Dr Nina McCarthy, a research fellow at The University of Western Australia (UWA), was similarly sceptical. She pointed out a number of issues with the study, claiming, “Findings from small studies are less likely to be robust and less likely to be generalisable compared to large studies. In addition, the reported associations between variants in genes and homosexuality are not statistically significant.

“When considering the results of GWAS, it’s really important to appreciate that association does not imply causation. Although there are no effect sizes reported in the paper, the increased likelihood of being homosexual that is associated with carrying one of these genetic variants will be tiny. All that is required to see a genetic association in this study is for slightly more homosexual men to carry the genetic variant than heterosexual men, and many times this will simply be due to chance.”

Dr McCarthy did, however, acknowledge a similarity with an unpublished GWAS of homosexuality in a larger group by the US-based company 23andMe, which reported an association between male homosexuality and a genetic variant in a gene called NKAIN3, involved in neuronal function. The same NKAIN3 variant shows weak evidence for association with homosexuality in the current study.

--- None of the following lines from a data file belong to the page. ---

use site_publish::build::BuildLayout;
use site_publish::config::{BuildConfig, CopyGroup};
use site_publish::warning::PipelineWarning;
use std::fs;
use std::path::{Path, PathBuf};
use tempfile::TempDir;
use walkdir::WalkDir;

fn write(root: &Path, rel: &str, content: &str) {
    let path = root.join(rel);
    fs::create_dir_all(path.parent().unwrap()).unwrap();
    fs::write(path, content).unwrap();
}

/// Every file under `dir`, relative to it, in name order
fn tree(dir: &Path) -> Vec<PathBuf> {
    WalkDir::new(dir)
        .sort_by_file_name()
        .into_iter()
        .map(|e| e.unwrap())
        .filter(|e| e.file_type().is_file())
        .map(|e| e.path().strip_prefix(dir).unwrap().to_path_buf())
        .collect()
}

fn site() -> TempDir {
    let dir = TempDir::new().unwrap();
    let root = dir.path();
    write(root, "app.py", "print('app')");
    write(root, "build.py", "print('build')");
    write(root, "util/helpers.py", "x = 1");
    write(root, "requirements.txt", "flask\n");
    write(root, "static/img/logo.png", "png");
    write(root, "static/css/main.css", ".a{}");
    write(root, "templates/index.html", "<div class=\"a\"></div>");
    write(root, "templates/partials/nav.html", "<nav></nav>");
    dir
}

fn build_all(layout: &BuildLayout, config: &BuildConfig) -> Vec<PipelineWarning> {
    layout.clean(&config.clean).unwrap();
    layout.create().unwrap();
    let mut warnings = Vec::new();
    for group in [&config.static_files, &config.sources, &config.templates] {
        warnings.extend(layout.copy_group("group", group).unwrap().warnings);
    }
    warnings
}

#[test]
fn test_default_groups_produce_site_tree() {
    let dir = site();
    let config = BuildConfig::default();
    let layout = BuildLayout::new(dir.path(), &config);

    let warnings = build_all(&layout, &config);
    assert!(warnings.is_empty(), "unexpected warnings: {:?}", warnings);

    assert_eq!(
        tree(layout.build_dir()),
        vec![
            PathBuf::from("app.py"),
            PathBuf::from("requirements.txt"),
            PathBuf::from("static/img/logo.png"),
            PathBuf::from("templates/index.html"),
            PathBuf::from("templates/partials/nav.html"),
            PathBuf::from("util/helpers.py"),
        ]
    );
}

#[test]
fn test_excluded_paths_are_not_copied() {
    let dir = site();
    let config = BuildConfig::default();
    let layout = BuildLayout::new(dir.path(), &config);
    build_all(&layout, &config);

    assert!(!layout.build_dir().join("build.py").exists());
    assert!(!layout.build_dir().join("static/css").exists());
}

#[test]
fn test_rebuild_is_idempotent() {
    let dir = site();
    let config = BuildConfig::default();
    let layout = BuildLayout::new(dir.path(), &config);

    build_all(&layout, &config);
    let first = tree(layout.build_dir());

    // Stray output from an earlier run must not survive
    write(layout.build_dir(), "stale.txt", "old");
    write(layout.staging_dir(), "sum.css", "old");
    build_all(&layout, &config);

    assert_eq!(tree(layout.build_dir()), first);
    assert!(!layout.staging_dir().exists());
}

#[test]
fn test_clean_removes_extra_leftovers() {
    let dir = site();
    write(dir.path(), "static/video_thumbnails/thumb/a.jpg", "jpg");
    let config = BuildConfig::default();
    let layout = BuildLayout::new(dir.path(), &config);

    layout.clean(&config.clean).unwrap();
    assert!(!dir.path().join("static/video_thumbnails/thumb").exists());
    assert!(dir.path().join("static/img/logo.png").exists());
}

#[test]
fn test_empty_glob_is_warning() {
    let dir = site();
    let config = BuildConfig::default();
    let layout = BuildLayout::new(dir.path(), &config);
    layout.create().unwrap();

    let group = CopyGroup::new(["*.py", "fonts/*"]);
    let report = layout.copy_group("Copying Python Files", &group).unwrap();

    assert_eq!(report.files, 1);
    assert_eq!(
        report.warnings,
        vec![PipelineWarning::EmptyGlob {
            group: "Copying Python Files".to_string(),
            pattern: "fonts/*".to_string(),
        }]
    );
}

#[test]
fn test_build_dir_is_never_copied_into_itself() {
    let dir = site();
    let config = BuildConfig::default();
    let layout = BuildLayout::new(dir.path(), &config);
    build_all(&layout, &config);

    let report = layout.copy_group("everything", &CopyGroup::new(["*"])).unwrap();
    assert!(report.files > 0);
    assert!(!layout.build_dir().join("build").exists());
}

“The fact that the same gene is (weakly) associated with male homosexuality in two independent studies means that this may be a true association, although it is not definitive proof,” Dr McCarthy said. “The authors also comment on a weak association in this study between the gene TSHR, which is involved in thyroid stimulation, and male homosexuality, although I believe this is premature as this group is the only one to have shown this association.”

Ultimately, Dr McCarthy believes that “no single gene is likely to have a large influence on human sexuality”.

“Rather, a very complex and highly dimensional array of biological and environmental factors are likely to determine sexuality in a different way for each individual. Hence the findings of genetic studies of homosexuality are very unlikely to ever lead to a genetic ‘test’ for homosexuality.”

Corresponding author and psychiatrist Alan Sanders is more optimistic about the findings, claiming, “Because sexuality is an essential part of human life — for individuals and society — it is important to understand the development and expression of human sexual orientation.

“The goal of this study was to search for genetic underpinnings of male sexual orientation, and thus ultimately increase our knowledge of biological mechanisms underlying sexual orientation. What we have accomplished is a first step for GWAS on the trait, and we hope that subsequent larger studies will further illuminate its genetic contributions.”